This is an English translation of the following article: https://dev.classmethod.jp/articles/modern-data-stack-info-summary-20250625/
Hi, this is Sagara.
As a consultant in the Modern Data Stack field, I keep up with the vast amount of information that is released daily.
In this article, I'll summarize the Modern Data Stack-related news that has caught my eye over the past couple of weeks.
Please note: This article does not cover all the latest updates for the products mentioned. It only includes information that I found interesting based on **my personal selection and perspective*.
Modern Data Stack in General
Perspectives on the Snowflake and Databricks Summits
The CEO of Orchestra has published an article summarizing his views on the recent summits held by Snowflake and Databricks.
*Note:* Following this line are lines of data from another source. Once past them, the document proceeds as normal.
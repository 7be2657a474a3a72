use super::types::{EngineError, MonthSnapshot, SimulationParameters};

/// Round to currency precision. Every published figure is rounded
/// independently; `cumulative_growth` is rounded from the raw difference,
/// never recomputed from the two already-rounded fields.
fn round_currency(value: f64) -> f64 {
    (value * 100.0).round() / 100.0
}

/// Runs the month-by-month compounding recurrence.
///
/// Growth is applied to the running balance before the month's contribution
/// lands, so a contribution only starts compounding the following month.
/// Negative rates (loss scenarios) and negative contributions (withdrawals)
/// evaluate unconditionally; only a zero-length horizon is rejected.
pub fn project(params: &SimulationParameters) -> Result<Vec<MonthSnapshot>, EngineError> {
    if params.periods < 1 {
        return Err(EngineError::InvalidPeriods);
    }

    let mut total = params.initial_value;
    let mut cumulative_contributions = params.initial_value;
    let mut snapshots = Vec::with_capacity(params.periods as usize);

    for month in 1..=params.periods {
        total = total * (1.0 + params.monthly_rate) + params.monthly_contribution;
        cumulative_contributions += params.monthly_contribution;
        snapshots.push(MonthSnapshot {
            month,
            total_value: round_currency(total),
            cumulative_contributions: round_currency(cumulative_contributions),
            cumulative_growth: round_currency(total - cumulative_contributions),
        });
    }

    Ok(snapshots)
}
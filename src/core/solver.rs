use super::types::{EngineError, GoalResult};

/// Solves for the constant end-of-month contribution that hits `target_value`
/// after `periods` months, inverting the future-value-of-annuity formula that
/// the forward recurrence implies.
///
/// The annuity factor `((1+i)^n - 1) / i` is undefined at `i = 0` and
/// meaningless below it, so non-positive rates are rejected outright instead
/// of being fed into a division by zero.
pub fn required_contribution(
    initial_value: f64,
    monthly_rate: f64,
    periods: u32,
    target_value: f64,
) -> Result<GoalResult, EngineError> {
    if periods < 1 {
        return Err(EngineError::InvalidPeriods);
    }
    if monthly_rate <= 0.0 {
        return Err(EngineError::DegenerateRate);
    }

    // powf, not powi: a cast to i32 would wrap huge period counts into a
    // negative exponent and silently invert the growth factor.
    let growth = (1.0 + monthly_rate).powf(f64::from(periods));
    let annuity_factor = (growth - 1.0) / monthly_rate;
    let contribution = (target_value - initial_value * growth) / annuity_factor;

    if contribution < 0.0 {
        Ok(GoalResult::AlreadyMet {
            computed_contribution: contribution,
        })
    } else {
        Ok(GoalResult::ContributionRequired {
            monthly_contribution: contribution,
        })
    }
}

#[cfg(test)]
mod tests {
    use super::*;
    use crate::core::{SimulationParameters, project};
    use proptest::prelude::*;

    fn assert_close(actual: f64, expected: f64, tol: f64) {
        assert!(
            (actual - expected).abs() <= tol,
            "expected {expected}, got {actual}, tolerance {tol}"
        );
    }

    fn final_total(initial: f64, contribution: f64, rate: f64, periods: u32) -> f64 {
        let snapshots = project(&SimulationParameters {
            initial_value: initial,
            monthly_contribution: contribution,
            monthly_rate: rate,
            periods,
        })
        .expect("valid parameters");
        snapshots.last().expect("non-empty").total_value
    }

    /// Bisection on the contribution amount over the forward recurrence; the
    /// closed form must agree with this within a cent.
    fn bisect_contribution(initial: f64, rate: f64, periods: u32, target: f64) -> f64 {
        let mut lo = -1_000_000.0;
        let mut hi = 1_000_000.0;
        for _ in 0..64 {
            let mid = (lo + hi) * 0.5;
            if final_total(initial, mid, rate, periods) >= target {
                hi = mid;
            } else {
                lo = mid;
            }
            if (hi - lo).abs() <= 1e-6 {
                break;
            }
        }
        hi
    }

    #[test]
    fn closed_form_matches_bisection_over_forward_recurrence() {
        for (initial, rate, periods, target) in [
            (1_000.0, 0.01, 24, 10_000.0),
            (0.0, 0.005, 120, 50_000.0),
            (25_000.0, 0.02, 36, 80_000.0),
        ] {
            let solved = required_contribution(initial, rate, periods, target)
                .expect("solvable")
                .computed_contribution();
            let bisected = bisect_contribution(initial, rate, periods, target);
            assert_close(solved, bisected, 0.01);
        }
    }

    #[test]
    fn solved_contribution_reproduces_the_target() {
        let solved = required_contribution(1_000.0, 0.01, 24, 10_000.0)
            .expect("solvable")
            .computed_contribution();
        assert_close(final_total(1_000.0, solved, 0.01, 24), 10_000.0, 0.01);
    }

    #[test]
    fn overshooting_initial_value_reports_already_met() {
        let result =
            required_contribution(100_000.0, 0.02, 12, 50_000.0).expect("must not fail");
        match result {
            GoalResult::AlreadyMet {
                computed_contribution,
            } => assert!(computed_contribution < 0.0),
            GoalResult::ContributionRequired { .. } => panic!("expected already-met status"),
        }
    }

    #[test]
    fn zero_rate_is_a_degenerate_rate_not_a_division_by_zero() {
        let err = required_contribution(1_000.0, 0.0, 24, 10_000.0).expect_err("must reject");
        assert_eq!(err, EngineError::DegenerateRate);
    }

    #[test]
    fn negative_rate_is_rejected() {
        let err = required_contribution(1_000.0, -0.01, 24, 10_000.0).expect_err("must reject");
        assert_eq!(err, EngineError::DegenerateRate);
    }

    #[test]
    fn period_counts_beyond_i32_keep_the_growth_factor_upright() {
        // 2^31 months at a nanoscale rate keeps (1+i)^n finite (~8.57); a
        // wrapped i32 exponent would shrink it below 1, flip the annuity
        // factor negative, and misreport the goal as already met.
        let periods = i32::MAX as u32 + 1;
        let result = required_contribution(1_000.0, 1e-9, periods, 10_000.0)
            .expect("positive rate and periods");
        match result {
            GoalResult::ContributionRequired {
                monthly_contribution,
            } => {
                assert!(monthly_contribution.is_finite());
                assert!(monthly_contribution > 0.0);
                assert!(monthly_contribution < 1e-5);
            }
            GoalResult::AlreadyMet { .. } => panic!("growth factor was inverted"),
        }
    }

    #[test]
    fn zero_periods_is_rejected() {
        let err = required_contribution(1_000.0, 0.01, 0, 10_000.0).expect_err("must reject");
        assert_eq!(err, EngineError::InvalidPeriods);
    }

    proptest! {
        #[test]
        fn forward_projection_of_solved_contribution_hits_target(
            initial in 0.0f64..100_000.0,
            rate in 0.001f64..0.03,
            periods in 1u32..240,
            target in 1_000.0f64..1_000_000.0,
        ) {
            let solved = required_contribution(initial, rate, periods, target)
                .expect("positive rate and periods")
                .computed_contribution();
            let reached = final_total(initial, solved, rate, periods);
            // Published totals are rounded to cents, so allow a cent of slack.
            prop_assert!((reached - target).abs() <= 0.011, "reached {reached}, target {target}");
        }
    }
}
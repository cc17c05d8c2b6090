// Copyright 2018 Peter Williams <peter@newton.cx> and collaborators
// Licensed under the GPL version 3.

//! End-to-end checks of the emission operation: shell selection, pool
//! growth and reuse, the invariants of freshly emitted records, and
//! reproducibility under a fixed seed.

extern crate rand;
extern crate rand_chacha;
#[macro_use] extern crate slog;
extern crate synchrony;
extern crate synchrony_test_support;

use rand::SeedableRng;
use rand_chacha::ChaCha8Rng;
use slog::Logger;
use synchrony::{emit_synchrotron, EmissionConfig, EmissionError, GridSnapshot, HydroModel,
                Photon, PhotonPool, PhotonType, MASS_PROTON, PLANCK, SPEED_LIGHT};
use synchrony::physics;
use synchrony_test_support::lorentz_boost;


fn quiet_log() -> Logger {
    Logger::root(slog::Discard, o!())
}

fn config() -> EmissionConfig {
    EmissionConfig {
        r_inj: 1e12,
        nominal_weight: 1e40,
        max_photons: 1000,
        fps: 5.,
        theta_min: 0.,
        theta_max: 0.5,
        frame_scatt: 12,
        frame_inj: 10,
        epsilon_b: 0.5,
    }
}

/// Per-cell arrays for a grid with one hot, dense cell inside the shell
/// that `config()` selects and one cell far outside it.
struct Cells {
    x: Vec<f64>,
    y: Vec<f64>,
    sz: Vec<f64>,
    r: Vec<f64>,
    theta: Vec<f64>,
    temp: Vec<f64>,
    dens: Vec<f64>,
    vx: Vec<f64>,
    vy: Vec<f64>,
}

impl Cells {
    fn new() -> Self {
        Cells {
            x: vec![1e10, 1e10],
            y: vec![1e10, 5e12],
            sz: vec![1e9, 1e9],
            r: vec![1.006e12, 5e12],
            theta: vec![0.1, 0.1],
            temp: vec![1e9, 1e9],
            dens: vec![1e-5, 1e-5],
            vx: vec![0.1, 0.1],
            vy: vec![0.05, 0.05],
        }
    }

    fn snapshot(&self, model: HydroModel) -> GridSnapshot {
        GridSnapshot::new(model, &self.x, &self.y, &self.sz, &self.r, &self.theta,
                          &self.temp, &self.dens, &self.vx, &self.vy).unwrap()
    }
}

fn occupied(tag: f64) -> Photon {
    let mut ph = Photon::null();
    ph.weight = tag;
    ph.lab_momentum = [tag, tag, 0., 0.];
    ph.num_scatt = 3;
    ph
}


#[test]
fn unsupported_hydro_model_is_an_error() {
    let cells = Cells::new();
    let grid = cells.snapshot(HydroModel::Riken3d);
    let mut pool = PhotonPool::new();
    let mut primary = ChaCha8Rng::seed_from_u64(42);

    let err = emit_synchrotron(&mut pool, &grid, &config(), &mut primary, lorentz_boost,
                               &quiet_log());

    match err {
        Err(EmissionError::UnsupportedModel(m)) => assert_eq!(m, HydroModel::Riken3d),
        other => panic!("expected UnsupportedModel, got {:?}", other),
    }
}

#[test]
fn empty_shell_leaves_the_pool_untouched() {
    let mut cells = Cells::new();
    // Push both cells outside the shell.
    cells.r = vec![5e12, 6e12];

    let grid = cells.snapshot(HydroModel::Flash2d);
    let mut pool = PhotonPool::from_photons(vec![occupied(1.), Photon::null(), occupied(2.)]);
    let before = pool.photons().to_vec();
    let mut primary = ChaCha8Rng::seed_from_u64(42);

    let report = emit_synchrotron(&mut pool, &grid, &config(), &mut primary, lorentz_boost,
                                  &quiet_log()).unwrap();

    assert_eq!(report.emitted, 0);
    assert_eq!(report.pool_size, 3);
    assert_eq!(pool.photons(), &before[..]);
}

#[test]
fn emitted_records_satisfy_the_creation_invariants() {
    let cells = Cells::new();
    let grid = cells.snapshot(HydroModel::Flash2d);
    let mut pool = PhotonPool::new();
    let mut primary = ChaCha8Rng::seed_from_u64(42);

    let report = emit_synchrotron(&mut pool, &grid, &config(), &mut primary, lorentz_boost,
                                  &quiet_log()).unwrap();

    assert!(report.emitted >= 1);
    assert_eq!(report.pool_size, report.emitted);
    assert_eq!(report.null_count, 0);
    assert!(report.weight > 0.);

    let el_dens = cells.dens[0] / MASS_PROTON;
    let nu_c = physics::cyclotron_frequency(
        physics::magnetic_field(el_dens, cells.temp[0], 0.5));

    for ph in pool.photons() {
        assert_eq!(ph.weight, report.weight);
        assert_eq!(ph.stokes, [1., 0., 0., 0.]);
        assert_eq!(ph.num_scatt, 0);
        assert_eq!(ph.kind, PhotonType::Synchrotron);
        assert_eq!(ph.nearest_block_index, -1);

        // The comoving frequency must lie in the sampling domain.
        let nu = ph.comoving_momentum[0] * SPEED_LIGHT / PLANCK;
        assert!(nu >= nu_c * 1e-4 && nu < nu_c * 1e2, "nu = {:e}, nu_c = {:e}", nu, nu_c);

        // Placement: the cell center rotated by the emission azimuth, with
        // the grid's y coordinate on the z axis.
        let rho = (ph.position[0] * ph.position[0] + ph.position[1] * ph.position[1]).sqrt();
        assert!((rho - cells.x[0]).abs() < 1e-3 * cells.x[0]);
        assert_eq!(ph.position[2], cells.y[0]);

        // The lab 4-momentum is the boost of the comoving one.
        assert!(ph.lab_momentum[0] > 0.);
    }
}

#[test]
fn null_slots_are_reused_without_growth() {
    let cells = Cells::new();
    let grid = cells.snapshot(HydroModel::Flash2d);

    // 200 null slots: more than a shell can realize under max_photons=1000.
    let mut pool = PhotonPool::from_photons(vec![Photon::null(); 200]);
    let mut primary = ChaCha8Rng::seed_from_u64(42);

    let report = emit_synchrotron(&mut pool, &grid, &config(), &mut primary, lorentz_boost,
                                  &quiet_log()).unwrap();

    assert!(report.emitted >= 1);
    assert_eq!(report.pool_size, 200);
    assert_eq!(report.null_count, 200 - report.emitted);

    // Tail-first reuse: the filled slots are the highest-indexed ones.
    for (i, ph) in pool.photons().iter().enumerate() {
        if i < 200 - report.emitted {
            assert!(ph.is_null());
        } else {
            assert_eq!(ph.kind, PhotonType::Synchrotron);
            assert!(!ph.is_null());
        }
    }
}

#[test]
fn growth_is_limited_to_the_shortfall() {
    let cells = Cells::new();
    let grid = cells.snapshot(HydroModel::Flash2d);

    let originals = vec![occupied(7.), Photon::null(), occupied(8.), Photon::null()];
    let mut pool = PhotonPool::from_photons(originals.clone());
    let mut primary = ChaCha8Rng::seed_from_u64(42);

    let report = emit_synchrotron(&mut pool, &grid, &config(), &mut primary, lorentz_boost,
                                  &quiet_log()).unwrap();

    if report.emitted > 2 {
        // Grown by exactly the shortfall beyond the two null slots.
        assert_eq!(report.pool_size, originals.len() + report.emitted - 2);
        assert_eq!(report.null_count, 0);
    } else {
        assert_eq!(report.pool_size, originals.len());
        assert_eq!(report.null_count, 2 - report.emitted);
    }

    // Occupied records survive bit-for-bit.
    assert_eq!(pool.photons()[0], originals[0]);
    assert_eq!(pool.photons()[2], originals[2]);
}

#[test]
fn fixed_seed_runs_are_identical() {
    let cells = Cells::new();
    let grid = cells.snapshot(HydroModel::Flash2d);

    let mut pool_a = PhotonPool::new();
    let mut primary_a = ChaCha8Rng::seed_from_u64(777);
    let report_a = emit_synchrotron(&mut pool_a, &grid, &config(), &mut primary_a,
                                    lorentz_boost, &quiet_log()).unwrap();

    let mut pool_b = PhotonPool::new();
    let mut primary_b = ChaCha8Rng::seed_from_u64(777);
    let report_b = emit_synchrotron(&mut pool_b, &grid, &config(), &mut primary_b,
                                    lorentz_boost, &quiet_log()).unwrap();

    assert_eq!(report_a, report_b);
    assert_eq!(pool_a.photons(), pool_b.photons());
}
The article points out that Snowflake is emphasizing "ease of use" to bring more users into its ecosystem. New features that symbolize this strategy include Snowflake Intelligence and Cortex Agents for natural language data exploration, Snowflake Openflow for simplifying data ingestion, and native support for dbt Projects.
The author contrasts this by stating that while Snowflake aims for an "open ecosystem" to appeal to a broad audience, Databricks is taking a strategy of expanding more specialized use cases for its existing technical user base. He concludes that as Postgres becomes crucial as a "memory" for AI agents, both companies are changing the shape of their competition by targeting different personas.
https://dataopsleadership.substack.com/p/the-snowflake-and-databricks-chess
Data Extract/Load
Airbyte
Airbyte's Latest Version "1.7" Released
Airbyte has released its latest version, 1.7.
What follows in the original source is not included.